The default settings in Graph API requests are configured to tune out noisy results by using the following strategies:

  • Only looking at samples of the most-relevant documents for a query
  • Only considering terms that have a significant statistical correlation with the sample
  • Only considering terms to be paired that have at least 3 documents asserting that connection

These are useful defaults for "getting the big picture" signals from noisy data but for detailed forensic type work these default settings could miss details from individual documents. To ensure a graph exploration produces all data consider changing the following settings:

  • Increase the sample_size to a larger number of documents to analyse more data on each shard.
  • Set the use_significance setting to false to retrieve terms regardless of any statistical correlation with the sample
  • Set the min_doc_count for your vertices to 1 to ensure only one document is required to assert a relationship.

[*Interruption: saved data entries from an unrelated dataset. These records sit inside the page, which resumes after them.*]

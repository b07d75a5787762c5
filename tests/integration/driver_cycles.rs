//! Integration tests for the driver loop over real listeners

use crate::support::memory_source::{MemorySource, Ticket};
use order_desk_client::checkpoint::CheckpointStore;
use order_desk_client::listener::{Driver, Listener};
use order_desk_client::shutdown::ShutdownCoordinator;
use order_desk_client::{ResourceKey, ResourceType};
use std::sync::atomic::{AtomicUsize, Ordering};
use std::sync::Arc;
use std::time::Duration;
use tempfile::TempDir;

fn counting(count: Arc<AtomicUsize>) -> impl Fn(&Ticket) -> anyhow::Result<()> + Send + Sync {
    move |_: &Ticket| {
        count.fetch_add(1, Ordering::SeqCst);
        Ok(())
    }
}

#[tokio::test]
async fn test_offline_source_does_not_block_other_listener() {
    let dir = TempDir::new().unwrap();
    let store = CheckpointStore::open_shared(dir.path().join("checkpoints.json")).unwrap();

    let offline = MemorySource::with_keys([1, 2]);
    offline.set_offline(true);
    let online = MemorySource::with_keys([1, 2, 3]);

    let offline_count = Arc::new(AtomicUsize::new(0));
    let online_count = Arc::new(AtomicUsize::new(0));

    let mut driver = Driver::new(Duration::from_secs(1));
    driver.add_listener(
        Listener::new(offline.clone(), store.clone(), counting(offline_count.clone()))
            .with_resource_type(ResourceType::parse("Offline").unwrap())
            .with_default_key(ResourceKey::Number(0)),
    );
    driver.add_listener(
        Listener::new(online, store.clone(), counting(online_count.clone()))
            .with_default_key(ResourceKey::Number(0)),
    );

    let report = driver.run_cycle().await.unwrap();
    assert_eq!(report.failed.len(), 1);
    assert_eq!(report.total_processed(), 3);
    assert_eq!(online_count.load(Ordering::SeqCst), 3);

    // Same listener recovers on the next cycle
    offline.set_offline(false);
    let report = driver.run_cycle().await.unwrap();
    assert!(report.failed.is_empty());
    assert_eq!(offline_count.load(Ordering::SeqCst), 2);
    assert_eq!(
        store
            .lock()
            .await
            .last_processed(&ResourceType::parse("Offline").unwrap()),
        Some(ResourceKey::Number(2))
    );
}

#[tokio::test(start_paused = true)]
async fn test_new_resources_picked_up_on_later_cycle() {
    let dir = TempDir::new().unwrap();
    let store = CheckpointStore::open_shared(dir.path().join("checkpoints.json")).unwrap();
    let source = MemorySource::with_keys([1]);
    let count = Arc::new(AtomicUsize::new(0));
    let shutdown = ShutdownCoordinator::shared();

    let mut driver = Driver::new(Duration::from_secs(30)).with_shutdown(shutdown.clone());
    driver.add_listener(Listener::new(source.clone(), store, counting(count.clone())));

    let feeder = {
        let source = source.clone();
        let shutdown = shutdown.clone();
        tokio::spawn(async move {
            tokio::time::sleep(Duration::from_secs(10)).await;
            source.insert([2, 3]);
            tokio::time::sleep(Duration::from_secs(40)).await;
            shutdown.request_shutdown();
        })
    };

    driver.run().await.unwrap();
    feeder.await.unwrap();

    // Key 1 predates the first poll and is skipped; 2 and 3 arrive at t=30
    assert_eq!(count.load(Ordering::SeqCst), 2);
}
//! API connection configuration and retry constants

use std::fmt;
use std::time::Duration;

/// Maximum number of retries for failed requests.
pub const MAX_RETRIES: u32 = 3;

/// Initial backoff delay before the first retry.
pub const INITIAL_BACKOFF: Duration = Duration::from_millis(1000);

/// Maximum backoff delay in milliseconds.
pub const MAX_BACKOFF_MS: u64 = 30_000;

/// Default request timeout in seconds.
pub const DEFAULT_TIMEOUT_SECS: u64 = 30;

/// Default token endpoint, relative to the base URL.
pub const DEFAULT_AUTH_PATH: &str = "/auth/token";

/// Calculate exponential backoff delay
pub fn calculate_backoff(initial: Duration, retry_count: u32) -> Duration {
    let factor = 2u64.saturating_pow(retry_count);
    let delay_ms = (initial.as_millis() as u64).saturating_mul(factor);
    Duration::from_millis(delay_ms.min(MAX_BACKOFF_MS))
}

/// Login credentials for the token endpoint
#[derive(Clone)]
pub struct Credentials {
    /// Account name
    pub username: String,
    /// Account password
    pub password: String,
}

impl fmt::Debug for Credentials {
    fn fmt(&self, f: &mut fmt::Formatter<'_>) -> fmt::Result {
        f.debug_struct("Credentials")
            .field("username", &self.username)
            .field("password", &"<redacted>")
            .finish()
    }
}

/// Connection settings for [`super::ApiClient`]
#[derive(Debug, Clone)]
pub struct ApiConfig {
    /// Base URL, e.g. `https://orders.example.com/api`
    pub base_url: String,
    /// Credentials; requests are unauthenticated when absent
    pub credentials: Option<Credentials>,
    /// Token endpoint path
    pub auth_path: String,
    /// Per-request timeout
    pub timeout: Duration,
    /// Retries for network errors, 429 and 5xx responses
    pub max_retries: u32,
    /// Delay before the first retry, doubled on each further attempt
    pub initial_backoff: Duration,
    /// User-Agent header
    pub user_agent: String,
}

impl ApiConfig {
    /// Configuration with defaults for everything but the base URL
    pub fn new(base_url: impl Into<String>) -> Self {
        Self {
            base_url: base_url.into().trim_end_matches('/').to_string(),
            credentials: None,
            auth_path: DEFAULT_AUTH_PATH.to_string(),
            timeout: Duration::from_secs(DEFAULT_TIMEOUT_SECS),
            max_retries: MAX_RETRIES,
            initial_backoff: INITIAL_BACKOFF,
            user_agent: concat!("order-desk-client/", env!("CARGO_PKG_VERSION")).to_string(),
        }
    }

    /// Authenticate with username and password
    pub fn with_credentials(mut self, username: impl Into<String>, password: impl Into<String>) -> Self {
        self.credentials = Some(Credentials {
            username: username.into(),
            password: password.into(),
        });
        self
    }

    /// Override the token endpoint path
    pub fn with_auth_path(mut self, auth_path: impl Into<String>) -> Self {
        self.auth_path = auth_path.into();
        self
    }

    /// Override the request timeout
    pub fn with_timeout(mut self, timeout: Duration) -> Self {
        self.timeout = timeout;
        self
    }

    /// Override the retry count
    pub fn with_max_retries(mut self, max_retries: u32) -> Self {
        self.max_retries = max_retries;
        self
    }

    /// Override the initial retry delay
    pub fn with_initial_backoff(mut self, initial_backoff: Duration) -> Self {
        self.initial_backoff = initial_backoff;
        self
    }

    /// Full URL for a path relative to the base URL
    pub fn url(&self, path: &str) -> String {
        if path.starts_with('/') {
            format!("{}{}", self.base_url, path)
        } else {
            format!("{}/{}", self.base_url, path)
        }
    }
}
//! Resource type names and resource keys
//!
//! A [`ResourceType`] partitions the checkpoint store; a [`ResourceKey`] identifies one
//! resource within its type. Keys are either a plain sequence number (orders) or a
//! `(number, revision)` pair (quotes), where a missing revision is its own distinct state.

use serde::{Deserialize, Serialize};
use std::fmt;

/// Stable name of a class of trackable resources (e.g. "Order", "Quote")
///
/// Used verbatim as the partition key in the checkpoint file, so it must not change
/// between releases for the same kind of resource.
///
/// # Examples
///
/// ```
/// use order_desk_client::key::ResourceType;
///
/// let ty = ResourceType::parse("Order").unwrap();
/// assert_eq!(ty.as_str(), "Order");
/// assert_eq!(ty, ResourceType::order());
/// ```
#[derive(Debug, Clone, PartialEq, Eq, Hash, PartialOrd, Ord, Serialize, Deserialize)]
#[serde(transparent)]
pub struct ResourceType(String);

impl ResourceType {
    /// Parse a resource type name
    ///
    /// # Errors
    ///
    /// Returns an error if the name is empty or contains whitespace.
    pub fn parse(name: &str) -> Result<Self, KeyError> {
        let name = name.trim();
        if name.is_empty() {
            return Err(KeyError::InvalidResourceType(
                "resource type cannot be empty".to_string(),
            ));
        }
        if name.chars().any(char::is_whitespace) {
            return Err(KeyError::InvalidResourceType(format!(
                "resource type '{name}' cannot contain whitespace"
            )));
        }
        Ok(Self(name.to_string()))
    }

    /// Resource type for orders
    pub fn order() -> Self {
        Self("Order".to_string())
    }

    /// Resource type for quotes
    pub fn quote() -> Self {
        Self("Quote".to_string())
    }

    /// The name used as storage key
    pub fn as_str(&self) -> &str {
        &self.0
    }
}

impl fmt::Display for ResourceType {
    fn fmt(&self, f: &mut fmt::Formatter<'_>) -> fmt::Result {
        f.write_str(&self.0)
    }
}

/// Shape of the keys a resource type uses
#[derive(Debug, Clone, Copy, PartialEq, Eq, Hash)]
pub enum KeyKind {
    /// Single increasing integer (order number)
    Sequential,
    /// `(number, revision)` pair where revision may be absent (quotes)
    Revisioned,
}

impl KeyKind {
    /// Zero-equivalent key, used when a collection is empty and no default was given
    pub fn zero(self) -> ResourceKey {
        match self {
            KeyKind::Sequential => ResourceKey::Number(0),
            KeyKind::Revisioned => ResourceKey::Revision(0, None),
        }
    }
}

/// Unique identifier of a resource within its type
///
/// Serialized as a bare integer for [`ResourceKey::Number`] and as a two element
/// array `[number, revision|null]` for [`ResourceKey::Revision`].
#[derive(Debug, Clone, Copy, PartialEq, Eq, Hash, Serialize, Deserialize)]
#[serde(untagged)]
pub enum ResourceKey {
    /// Plain sequence number
    Number(u64),
    /// Number plus optional revision
    Revision(u64, Option<u32>),
}

impl ResourceKey {
    /// Parse a key of the given kind from `N` or `N:REV`
    ///
    /// # Examples
    ///
    /// ```
    /// use order_desk_client::key::{KeyKind, ResourceKey};
    ///
    /// assert_eq!(ResourceKey::parse("42", KeyKind::Sequential).unwrap(), ResourceKey::Number(42));
    /// assert_eq!(
    ///     ResourceKey::parse("10:2", KeyKind::Revisioned).unwrap(),
    ///     ResourceKey::Revision(10, Some(2))
    /// );
    /// assert_eq!(
    ///     ResourceKey::parse("10", KeyKind::Revisioned).unwrap(),
    ///     ResourceKey::Revision(10, None)
    /// );
    /// ```
    pub fn parse(s: &str, kind: KeyKind) -> Result<Self, KeyError> {
        let s = s.trim();
        let parse_number = |part: &str| {
            part.trim()
                .parse::<u64>()
                .map_err(|e| KeyError::InvalidKey(format!("'{part}' is not a valid number: {e}")))
        };

        match kind {
            KeyKind::Sequential => {
                if s.contains(':') {
                    return Err(KeyError::InvalidKey(format!(
                        "'{s}' has a revision but the resource type uses plain numbers"
                    )));
                }
                Ok(ResourceKey::Number(parse_number(s)?))
            }
            KeyKind::Revisioned => match s.split_once(':') {
                None => Ok(ResourceKey::Revision(parse_number(s)?, None)),
                Some((number, revision)) => {
                    let revision = revision.trim().parse::<u32>().map_err(|e| {
                        KeyError::InvalidKey(format!("'{revision}' is not a valid revision: {e}"))
                    })?;
                    Ok(ResourceKey::Revision(parse_number(number)?, Some(revision)))
                }
            },
        }
    }

    /// The resource number, regardless of kind
    pub fn number(&self) -> u64 {
        match self {
            ResourceKey::Number(n) | ResourceKey::Revision(n, _) => *n,
        }
    }

    /// The revision, if this is a revisioned key that has one
    pub fn revision(&self) -> Option<u32> {
        match self {
            ResourceKey::Number(_) => None,
            ResourceKey::Revision(_, revision) => *revision,
        }
    }

    /// Kind of this key
    pub fn kind(&self) -> KeyKind {
        match self {
            ResourceKey::Number(_) => KeyKind::Sequential,
            ResourceKey::Revision(..) => KeyKind::Revisioned,
        }
    }

    /// Next sequential key, `None` for revisioned keys
    ///
    /// Revisioned keys have no local successor; sources ask the remote API for
    /// anything newer instead.
    pub fn next(&self) -> Option<ResourceKey> {
        match self {
            ResourceKey::Number(n) => Some(ResourceKey::Number(n.saturating_add(1))),
            ResourceKey::Revision(..) => None,
        }
    }
}

impl fmt::Display for ResourceKey {
    fn fmt(&self, f: &mut fmt::Formatter<'_>) -> fmt::Result {
        match self {
            ResourceKey::Number(n) => write!(f, "{n}"),
            ResourceKey::Revision(n, Some(rev)) => write!(f, "{n}:{rev}"),
            ResourceKey::Revision(n, None) => write!(f, "{n}"),
        }
    }
}

/// Type-specific extraction of the [`ResourceKey`] from a fetched resource
pub trait Keyed {
    /// Key identifying this resource within its type
    fn unique_identifier(&self) -> ResourceKey;
}

/// Errors that can occur parsing types and keys
#[derive(Debug, thiserror::Error)]
pub enum KeyError {
    /// Invalid resource type name
    #[error("invalid resource type: {0}")]
    InvalidResourceType(String),

    /// Invalid resource key
    #[error("invalid resource key: {0}")]
    InvalidKey(String),
}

What can I do to to improve performance?

With the default setting of use_significance set to true the Graph API will be performing a background frequency check of the terms it discovers as part of exploration. Each unique term has to have its frequency looked up in the index which costs at least one disk seek. Disk seeks are expensive so if the noise-filtering aspects of the Graph API are not required then setting the use_significance setting to false will eliminate all of these expensive checks (but also any quality-filtering of terms).

If the significance noise-filtering features are required there are three ways to reduce the number of checks it performs:

  • Consider less documents by decreasing the sample_size. Considering less documents can actually be better if the quality of matches is quite variable.
  • Avoid noisy documents that have very many terms. This can be achieved either through allowing ranking to naturally favour shorter documents in our top-results sample (see enabling norms) or by explicitly excluding large documents using criteria in the seed and guiding queries passed to the Graph API. Many many terms occur very infrequently so even increasing the frequency threshold by one should massively reduce the number of candidate terms whose background frequencies will be checked.

The downside of all of these tweaks is that they reduce the scope of information analysed and can increase the potential to miss what could be interesting details. The information we lose however tends to be lower-quality documents with lower-frequency terms and so can be an acceptable trade-off.